Evaluation: R^2, RMSE.   

## 3. Data reguirements:
Source: Internal data  
Format: csv  
Content: information about sales for each item for each shop, during last 2 years.

## 4. Data collecion

In [None]:
# Importing libraries

import warnings
warnings.filterwarnings("ignore")

# computation
import numpy as np
import pandas as pd
import itertools
from numpy import inf
pd.set_option('display.float_format', lambda x: '%.2f' % x)

# visualization
%matplotlib inline
import matplotlib.pyplot as plt

# statistic
from pylab import rcParams
import statsmodels.api as sm

# machine learning
from xgboost import XGBRegressor,  plot_importance
from sklearn.metrics import mean_squared_error
from sklearn.linear_model import LinearRegression
from sklearn.neighbors import KNeighborsRegressor
from sklearn.ensemble import RandomForestRegressor
from sklearn.preprocessing import StandardScaler, MinMaxScaler

print('Imported')

In [None]:
# loading data

items = pd.read_csv(r'.\202004SalesPrediction.data\items.csv',  dtype={
    'item_name': 'str', 
    'item_id': 'int32', 
    'item_category_id': 'int32'
    }
    )
item_categories = pd.read_csv(r'.\202004SalesPrediction.data\item_categories.csv', dtype={
    'item_category_name': 'str', 
    'item_category_id': 'int32'
    }
    )
shops = pd.read_csv(r'.\202004SalesPrediction.data\shops.csv', dtype={
    'shop_name': 'str', 
    'shop_id': 'int32'
    }
    )
test = pd.read_csv(r'.\202004SalesPrediction.data\test.csv', dtype={
    'ID': 'int32', 
    'shop_id': 'int32', 
    'item_id': 'int32'
    }
    )
print('Loaded')

In [None]:
sales = pd.read_csv(r'.\202004SalesPrediction.data\sales_train.csv', parse_dates=['date'], dtype={
    'date': 'str', 
    'date_block_num': 'int32', 
    'shop_id': 'int32', 
    'item_id': 'int32', 
    'item_price': 'float32', 
    'item_cnt_day': 'int32'
    }
    )
print('Loaded')

In [None]:
# join datasets

train = sales.join(items, on='item_id', rsuffix='_').join(shops, on='shop_id', rsuffix='_').join(item_categories, on='item_category_id', rsuffix='_').drop(['item_id_', 'shop_id_', 'item_category_id_'], axis=1)
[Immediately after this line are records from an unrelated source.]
//! Mediates between a [HealthProvider] and whatever displays the step count.
//!
//! The tracker owns a single [StepGoalState] and publishes every change of it through a
//! [watch] channel. It starts unauthorized, where [StepGoalTracker::refresh] does nothing, and
//! becomes authorized once the provider grants read access. There is no way back.

pub mod goal;
pub mod state;

use std::sync::{
    atomic::{AtomicU64, Ordering},
    Arc,
};

use anyhow::Result;
use chrono::{DateTime, Utc};
use rand::Rng;
use state::{StepGoalState, StepSource, DEFAULT_DAILY_GOAL, MIN_DAILY_GOAL};
use tokio::{sync::watch, task::JoinHandle};
use tokio_util::sync::CancellationToken;
use tracing::{debug, error, info, warn};

use crate::{
    health::{HealthMetric, HealthProvider},
    utils::clock::Clock,
};

const PLACEHOLDER_MIN_STEPS: u64 = 2000;
const PLACEHOLDER_MAX_STEPS: u64 = 8000;

/// What to show when the provider has no steps for today, or the query failed.
#[derive(Debug, Clone, Copy, PartialEq, Eq, Default)]
pub enum NoDataPolicy {
    /// Show a random count in `[2000, 8000]` marked as [StepSource::Synthetic].
    #[default]
    Placeholder,
    /// Show zero steps marked as [StepSource::NoData].
    Empty,
}

#[derive(Debug, Clone, Copy)]
pub struct TrackerConfig {
    pub daily_goal: u64,
    pub no_data_policy: NoDataPolicy,
}

impl Default for TrackerConfig {
    fn default() -> Self {
        Self {
            daily_goal: DEFAULT_DAILY_GOAL,
            no_data_policy: NoDataPolicy::default(),
        }
    }
}

pub struct StepGoalTracker {
    state: watch::Sender<StepGoalState>,
    provider: Arc<dyn HealthProvider>,
    clock: Box<dyn Clock>,
    no_data_policy: NoDataPolicy,
    /// Ticket of the most recently issued refresh. Only its result is applied.
    latest_refresh: AtomicU64,
    shutdown: CancellationToken,
}

/// A step query that has been issued but not awaited yet. Holds no reference to the tracker, so
/// the tracker can be dropped while it runs.
struct PendingQuery {
    ticket: u64,
    provider: Arc<dyn HealthProvider>,
    start: DateTime<Utc>,
    end: DateTime<Utc>,
    shutdown: CancellationToken,
}

impl PendingQuery {
    /// Returns `None` when cancelled by [StepGoalTracker::shutdown].
    async fn run(self) -> Option<(u64, Result<Option<f64>>)> {
        debug!(
            "Querying steps between {} and {} (refresh {})",
            self.start, self.end, self.ticket
        );
        tokio::select! {
            _ = self.shutdown.cancelled() => None,
            result = self.provider.query_cumulative_sum(HealthMetric::StepCount, self.start, self.end) => {
                Some((self.ticket, result))
            }
        }
    }
}

impl StepGoalTracker {
    pub fn new(
        provider: Arc<dyn HealthProvider>,
        clock: Box<dyn Clock>,
        config: TrackerConfig,
    ) -> Self {
        let (state, _) = watch::channel(StepGoalState {
            daily_goal: config.daily_goal.max(MIN_DAILY_GOAL),
            ..Default::default()
        });
        Self {
            state,
            provider,
            clock,
            no_data_policy: config.no_data_policy,
            latest_refresh: AtomicU64::new(0),
            shutdown: CancellationToken::new(),
        }
    }

    /// Asks the provider for read access to step counts and loads today's steps if granted.
    /// Failures leave the tracker unauthorized and are only logged.
    pub async fn request_authorization(&self) {
        if !self.provider.is_data_source_available() {
            warn!("Health data is not available on this device");
            return;
        }

        let granted = tokio::select! {
            _ = self.shutdown.cancelled() => return,
            granted = self.provider.authorize_read(HealthMetric::StepCount) => granted,
        };

        match granted {
            Ok(true) => {
                info!("Read access to step count granted");
                self.state.send_modify(|state| state.is_authorized = true);
                self.refresh().await;
            }
            Ok(false) => {
                info!("Read access to step count denied");
            }
            Err(e) => {
                error!("Failed to request read access to step count {e:?}");
            }
        }
    }

    /// Loads today's cumulative step count. Does nothing until authorized.
    pub async fn refresh(&self) {
        let Some(query) = self.issue_query() else {
            return;
        };
        if let Some((ticket, result)) = query.run().await {
            self.apply(ticket, result);
        }
    }

    /// Same as [StepGoalTracker::refresh] but runs on a background task. The task keeps only a weak
    /// reference, so results arriving after the tracker is dropped are discarded.
    pub fn spawn_refresh(self: &Arc<Self>) -> Option<JoinHandle<()>> {
        let query = self.issue_query()?;
        let tracker = Arc::downgrade(self);
        Some(tokio::spawn(async move {
            let Some((ticket, result)) = query.run().await else {
                return;
            };
            match tracker.upgrade() {
                Some(tracker) => tracker.apply(ticket, result),
                None => debug!("Tracker dropped before refresh {ticket} completed"),
            }
        }))
    }

    /// Stores `max(1000, goal)` as the new daily goal.
    pub fn set_daily_goal(&self, goal: i64) {
        let goal = goal.max(MIN_DAILY_GOAL as i64) as u64;
        debug!("Setting daily goal to {goal}");
        self.state.send_modify(|state| state.daily_goal = goal);
    }

    /// Cancels in-flight provider calls. Results that still arrive are discarded.
    pub fn shutdown(&self) {
        self.shutdown.cancel();
    }

    pub fn subscribe(&self) -> watch::Receiver<StepGoalState> {
        self.state.subscribe()
    }

    pub fn state(&self) -> StepGoalState {
        *self.state.borrow()
    }

    pub fn current_steps(&self) -> u64 {
        self.state.borrow().current_steps
    }

    pub fn daily_goal(&self) -> u64 {
        self.state.borrow().daily_goal
    }

    pub fn is_authorized(&self) -> bool {
        self.state.borrow().is_authorized
    }

    pub fn progress_percentage(&self) -> f64 {
        self.state.borrow().progress_percentage()
    }

    pub fn is_goal_achieved(&self) -> bool {
        self.state.borrow().is_goal_achieved()
    }

    pub fn remaining_steps(&self) -> u64 {
        self.state.borrow().remaining_steps()
    }

    fn issue_query(&self) -> Option<PendingQuery> {
        if !self.is_authorized() {
            debug!("Skipping refresh, step count access is not authorized");
            return None;
        }
        let ticket = self.latest_refresh.fetch_add(1, Ordering::SeqCst) + 1;
        Some(PendingQuery {
            ticket,
            provider: self.provider.clone(),
            start: self.clock.start_of_today(),
            end: self.clock.time(),
            shutdown: self.shutdown.clone(),
        })
    }

    fn apply(&self, ticket: u64, result: Result<Option<f64>>) {
        if self.shutdown.is_cancelled() {
            debug!("Discarding refresh {ticket}, tracker is shut down");
            return;
        }
        let latest = self.latest_refresh.load(Ordering::SeqCst);
        if ticket != latest {
            debug!("Discarding stale refresh {ticket}, latest is {latest}");
            return;
        }

        let (steps, source) = match result {
            // `as` saturates, so negative or NaN sums end up as 0.
            Ok(Some(sum)) => (sum as u64, StepSource::Recorded),
            Ok(None) => {
                info!("No steps recorded today");
                self.no_data_fallback()
            }
            Err(e) => {
                warn!("Step count query failed {e:?}");
                self.no_data_fallback()
            }
        };

        info!("Current steps {steps} ({source:?})");
        self.state.send_modify(|state| {
            state.current_steps = steps;
            state.source = source;
        });
    }

    fn no_data_fallback(&self) -> (u64, StepSource) {
        match self.no_data_policy {
            NoDataPolicy::Placeholder => (
                rand::thread_rng().gen_range(PLACEHOLDER_MIN_STEPS..=PLACEHOLDER_MAX_STEPS),
                StepSource::Synthetic,
            ),
            NoDataPolicy::Empty => (0, StepSource::NoData),
        }
    }
}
## Stage 5. Data understanding

For efficiency, the analysis of data is placed in a separated file, here - only a head of the dataset.   

In [None]:
train.head()

**Naming convension:**

Historical features:
- date - date of transaction,  
- date_block_num - month of transaction, enumerated, starting from the first record in 'train' dataset, the month of the 1st transaction has date_num_block == 1,  
- shop_id,  
- item_id,  
- item_price,  
- item_cnt_day - quantity of item in an exact transaction,  

Engineered features:  
- train_monthly - reduced dataset, having records regarding to "shop_id" and "item_id" that appear in deployment,  
- mean_item_price - mean price item during the months (due to discount policy),  
- mean_item_cnt - mean quantity of items sold in 1 month by the shop,  
- transaction - number of deals for the item_id during the month,  
- item_price_unit - unitary item prices as total sales sum // to quantity, to equalize the discount policy,    
- item_cnt_shifted1, item_cnt_shifted2, item_cnt_shifted3 - quantity of sold items in the next/2nd/3rd following month, to reflect the trend,    
- item_trend - difference with 'shifted' column, to reflect the trend,  
- label - historical quantity of items we're going to use to predict during modeling and to evaluate models performance.  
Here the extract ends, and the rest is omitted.